Return the listing that follows, word for word.

★ ★ ★

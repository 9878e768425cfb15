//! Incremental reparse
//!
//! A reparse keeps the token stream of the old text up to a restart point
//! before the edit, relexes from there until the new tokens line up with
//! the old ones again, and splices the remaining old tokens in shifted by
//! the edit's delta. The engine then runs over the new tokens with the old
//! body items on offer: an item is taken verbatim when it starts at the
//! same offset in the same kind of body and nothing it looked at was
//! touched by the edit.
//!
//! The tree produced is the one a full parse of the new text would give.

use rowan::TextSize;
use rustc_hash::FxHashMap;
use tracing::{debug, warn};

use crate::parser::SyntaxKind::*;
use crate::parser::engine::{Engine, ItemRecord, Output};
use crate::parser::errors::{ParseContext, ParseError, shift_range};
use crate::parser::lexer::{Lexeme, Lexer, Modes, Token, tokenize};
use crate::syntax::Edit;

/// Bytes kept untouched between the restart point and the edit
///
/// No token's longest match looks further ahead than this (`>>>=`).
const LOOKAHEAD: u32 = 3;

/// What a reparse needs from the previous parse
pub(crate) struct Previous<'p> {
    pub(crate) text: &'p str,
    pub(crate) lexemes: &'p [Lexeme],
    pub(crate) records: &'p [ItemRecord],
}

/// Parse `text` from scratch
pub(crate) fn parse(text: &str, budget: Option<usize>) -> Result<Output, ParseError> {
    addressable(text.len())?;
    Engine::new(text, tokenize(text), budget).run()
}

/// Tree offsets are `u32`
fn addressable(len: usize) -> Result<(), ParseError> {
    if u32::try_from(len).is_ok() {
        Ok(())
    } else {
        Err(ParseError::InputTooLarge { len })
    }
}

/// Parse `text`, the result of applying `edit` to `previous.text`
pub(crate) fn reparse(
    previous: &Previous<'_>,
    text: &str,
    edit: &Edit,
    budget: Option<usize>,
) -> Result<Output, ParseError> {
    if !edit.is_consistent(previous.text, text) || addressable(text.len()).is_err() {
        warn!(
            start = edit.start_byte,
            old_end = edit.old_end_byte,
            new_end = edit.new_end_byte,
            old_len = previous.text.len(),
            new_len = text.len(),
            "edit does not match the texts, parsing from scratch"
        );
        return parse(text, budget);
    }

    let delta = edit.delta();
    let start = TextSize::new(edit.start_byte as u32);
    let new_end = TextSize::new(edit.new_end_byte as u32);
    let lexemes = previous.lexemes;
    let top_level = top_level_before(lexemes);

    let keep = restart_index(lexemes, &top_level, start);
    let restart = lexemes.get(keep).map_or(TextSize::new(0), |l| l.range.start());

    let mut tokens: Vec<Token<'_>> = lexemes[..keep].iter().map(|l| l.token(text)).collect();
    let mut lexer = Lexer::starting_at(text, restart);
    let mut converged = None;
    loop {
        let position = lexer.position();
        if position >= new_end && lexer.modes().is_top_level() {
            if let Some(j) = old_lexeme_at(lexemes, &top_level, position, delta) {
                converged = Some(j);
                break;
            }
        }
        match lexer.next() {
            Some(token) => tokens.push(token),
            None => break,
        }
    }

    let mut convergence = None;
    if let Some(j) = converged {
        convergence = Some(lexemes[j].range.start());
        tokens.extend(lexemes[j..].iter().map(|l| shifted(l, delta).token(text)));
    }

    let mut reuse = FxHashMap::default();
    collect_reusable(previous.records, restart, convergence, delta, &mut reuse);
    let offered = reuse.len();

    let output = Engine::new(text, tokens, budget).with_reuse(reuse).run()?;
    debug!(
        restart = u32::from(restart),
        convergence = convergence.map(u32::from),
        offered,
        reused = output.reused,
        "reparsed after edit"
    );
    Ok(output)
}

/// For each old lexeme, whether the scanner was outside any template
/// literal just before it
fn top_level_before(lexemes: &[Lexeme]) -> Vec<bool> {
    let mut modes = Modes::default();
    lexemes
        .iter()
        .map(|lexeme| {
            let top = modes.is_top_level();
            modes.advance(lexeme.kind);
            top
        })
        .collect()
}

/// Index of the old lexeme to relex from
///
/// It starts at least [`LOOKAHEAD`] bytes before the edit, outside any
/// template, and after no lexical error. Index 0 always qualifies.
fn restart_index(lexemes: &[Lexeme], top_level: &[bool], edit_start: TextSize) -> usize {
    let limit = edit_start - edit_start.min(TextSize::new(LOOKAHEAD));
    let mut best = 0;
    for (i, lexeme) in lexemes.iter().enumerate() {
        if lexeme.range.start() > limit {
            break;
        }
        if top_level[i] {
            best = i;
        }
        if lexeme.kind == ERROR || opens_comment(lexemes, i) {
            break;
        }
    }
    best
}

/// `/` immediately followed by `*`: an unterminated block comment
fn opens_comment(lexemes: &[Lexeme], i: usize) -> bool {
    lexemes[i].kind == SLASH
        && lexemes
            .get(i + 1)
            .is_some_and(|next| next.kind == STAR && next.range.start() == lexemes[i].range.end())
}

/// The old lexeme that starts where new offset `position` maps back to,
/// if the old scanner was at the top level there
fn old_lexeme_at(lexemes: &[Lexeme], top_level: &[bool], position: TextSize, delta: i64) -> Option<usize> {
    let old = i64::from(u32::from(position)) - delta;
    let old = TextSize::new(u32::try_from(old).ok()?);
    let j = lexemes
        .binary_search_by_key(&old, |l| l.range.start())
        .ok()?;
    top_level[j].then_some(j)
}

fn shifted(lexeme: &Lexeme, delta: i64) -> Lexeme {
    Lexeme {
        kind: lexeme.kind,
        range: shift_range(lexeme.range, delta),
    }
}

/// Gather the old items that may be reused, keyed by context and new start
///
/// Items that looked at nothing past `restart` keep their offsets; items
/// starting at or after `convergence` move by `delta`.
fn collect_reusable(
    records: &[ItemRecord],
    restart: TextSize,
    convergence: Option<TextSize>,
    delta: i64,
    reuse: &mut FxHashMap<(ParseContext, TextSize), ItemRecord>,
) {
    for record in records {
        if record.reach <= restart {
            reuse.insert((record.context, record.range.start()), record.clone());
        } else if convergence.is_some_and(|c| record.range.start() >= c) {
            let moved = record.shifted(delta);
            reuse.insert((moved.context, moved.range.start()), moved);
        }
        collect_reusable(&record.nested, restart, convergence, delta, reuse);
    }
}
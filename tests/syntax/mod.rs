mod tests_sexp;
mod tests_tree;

★ ★ ★

Written answer:
repository 9878e768425cfb15
//! Incremental reparse
//!
//! A reparse keeps the token stream of the old text up to a restart point
//! before the edit, relexes from there until the new tokens line up with
//! the old ones again, and splices the remaining old tokens in shifted by
//! the edit's delta. The engine then runs over the new tokens with the old
//! body items on offer: an item is taken verbatim when it starts at the
//! same offset in the same kind of body and nothing it looked at was
//! touched by the edit.
//!
//! The tree produced is the one a full parse of the new text would give.

use rowan::TextSize;
use rustc_hash::FxHashMap;
use tracing::{debug, warn};

use crate::parser::SyntaxKind::*;
use crate::parser::engine::{Engine, ItemRecord, Output};
use crate::parser::errors::{ParseContext, ParseError, shift_range};
use crate::parser::lexer::{Lexeme, Lexer, Modes, Token, tokenize};
use crate::syntax::Edit;

/// Bytes kept untouched between the restart point and the edit
///
/// No token's longest match looks further ahead than this (`>>>=`).
const LOOKAHEAD: u32 = 3;

/// What a reparse needs from the previous parse
pub(crate) struct Previous<'p> {
    pub(crate) text: &'p str,
    pub(crate) lexemes: &'p [Lexeme],
    pub(crate) records: &'p [ItemRecord],
}

/// Parse `text` from scratch
pub(crate) fn parse(text: &str, budget: Option<usize>) -> Result<Output, ParseError> {
    addressable(text.len())?;
    Engine::new(text, tokenize(text), budget).run()
}

/// Tree offsets are `u32`
fn addressable(len: usize) -> Result<(), ParseError> {
    if u32::try_from(len).is_ok() {
        Ok(())
    } else {
        Err(ParseError::InputTooLarge { len })
    }
}

/// Parse `text`, the result of applying `edit` to `previous.text`
pub(crate) fn reparse(
    previous: &Previous<'_>,
    text: &str,
    edit: &Edit,
    budget: Option<usize>,
) -> Result<Output, ParseError> {
    if !edit.is_consistent(previous.text, text) || addressable(text.len()).is_err() {
        warn!(
            start = edit.start_byte,
            old_end = edit.old_end_byte,
            new_end = edit.new_end_byte,
            old_len = previous.text.len(),
            new_len = text.len(),
            "edit does not match the texts, parsing from scratch"
        );
        return parse(text, budget);
    }

    let delta = edit.delta();
    let start = TextSize::new(edit.start_byte as u32);
    let new_end = TextSize::new(edit.new_end_byte as u32);
    let lexemes = previous.lexemes;
    let top_level = top_level_before(lexemes);

    let keep = restart_index(lexemes, &top_level, start);
    let restart = lexemes.get(keep).map_or(TextSize::new(0), |l| l.range.start());

    let mut tokens: Vec<Token<'_>> = lexemes[..keep].iter().map(|l| l.token(text)).collect();
    let mut lexer = Lexer::starting_at(text, restart);
    let mut converged = None;
    loop {
        let position = lexer.position();
        if position >= new_end && lexer.modes().is_top_level() {
            if let Some(j) = old_lexeme_at(lexemes, &top_level, position, delta) {
                converged = Some(j);
                break;
            }
        }
        match lexer.next() {
            Some(token) => tokens.push(token),
            None => break,
        }
    }

    let mut convergence = None;
    if let Some(j) = converged {
        convergence = Some(lexemes[j].range.start());
        tokens.extend(lexemes[j..].iter().map(|l| shifted(l, delta).token(text)));
    }

    let mut reuse = FxHashMap::default();
    collect_reusable(previous.records, restart, convergence, delta, &mut reuse);
    let offered = reuse.len();

    let output = Engine::new(text, tokens, budget).with_reuse(reuse).run()?;
    debug!(
        restart = u32::from(restart),
        convergence = convergence.map(u32::from),
        offered,
        reused = output.reused,
        "reparsed after edit"
    );
    Ok(output)
}

/// For each old lexeme, whether the scanner was outside any template
/// literal just before it
fn top_level_before(lexemes: &[Lexeme]) -> Vec<bool> {
    let mut modes = Modes::default();
    lexemes
        .iter()
        .map(|lexeme| {
            let top = modes.is_top_level();
            modes.advance(lexeme.kind);
            top
        })
        .collect()
}

/// Index of the old lexeme to relex from
///
/// It starts at least [`LOOKAHEAD`] bytes before the edit, outside any
/// template, and after no lexical error. Index 0 always qualifies.
fn restart_index(lexemes: &[Lexeme], top_level: &[bool], edit_start: TextSize) -> usize {
    let limit = edit_start - edit_start.min(TextSize::new(LOOKAHEAD));
    let mut best = 0;
    for (i, lexeme) in lexemes.iter().enumerate() {
        if lexeme.range.start() > limit {
            break;
        }
        if top_level[i] {
            best = i;
        }
        if lexeme.kind == ERROR || opens_comment(lexemes, i) {
            break;
        }
    }
    best
}

/// `/` immediately followed by `*`: an unterminated block comment
fn opens_comment(lexemes: &[Lexeme], i: usize) -> bool {
    lexemes[i].kind == SLASH
        && lexemes
            .get(i + 1)
            .is_some_and(|next| next.kind == STAR && next.range.start() == lexemes[i].range.end())
}

/// The old lexeme that starts where new offset `position` maps back to,
/// if the old scanner was at the top level there
fn old_lexeme_at(lexemes: &[Lexeme], top_level: &[bool], position: TextSize, delta: i64) -> Option<usize> {
    let old = i64::from(u32::from(position)) - delta;
    let old = TextSize::new(u32::try_from(old).ok()?);
    let j = lexemes
        .binary_search_by_key(&old, |l| l.range.start())
        .ok()?;
    top_level[j].then_some(j)
}

fn shifted(lexeme: &Lexeme, delta: i64) -> Lexeme {
    Lexeme {
        kind: lexeme.kind,
        range: shift_range(lexeme.range, delta),
    }
}

/// Gather the old items that may be reused, keyed by context and new start
///
/// Items that looked at nothing past `restart` keep their offsets; items
/// starting at or after `convergence` move by `delta`.
fn collect_reusable(
    records: &[ItemRecord],
    restart: TextSize,
    convergence: Option<TextSize>,
    delta: i64,
    reuse: &mut FxHashMap<(ParseContext, TextSize), ItemRecord>,
) {
    for record in records {
        if record.reach <= restart {
            reuse.insert((record.context, record.range.start()), record.clone());
        } else if convergence.is_some_and(|c| record.range.start() >= c) {
            let moved = record.shifted(delta);
            reuse.insert((moved.context, moved.range.start()), moved);
        }
        collect_reusable(&record.nested, restart, convergence, delta, reuse);
    }
}
filename tests/syntax/mod.rs
mod tests_sexp;
mod tests_tree;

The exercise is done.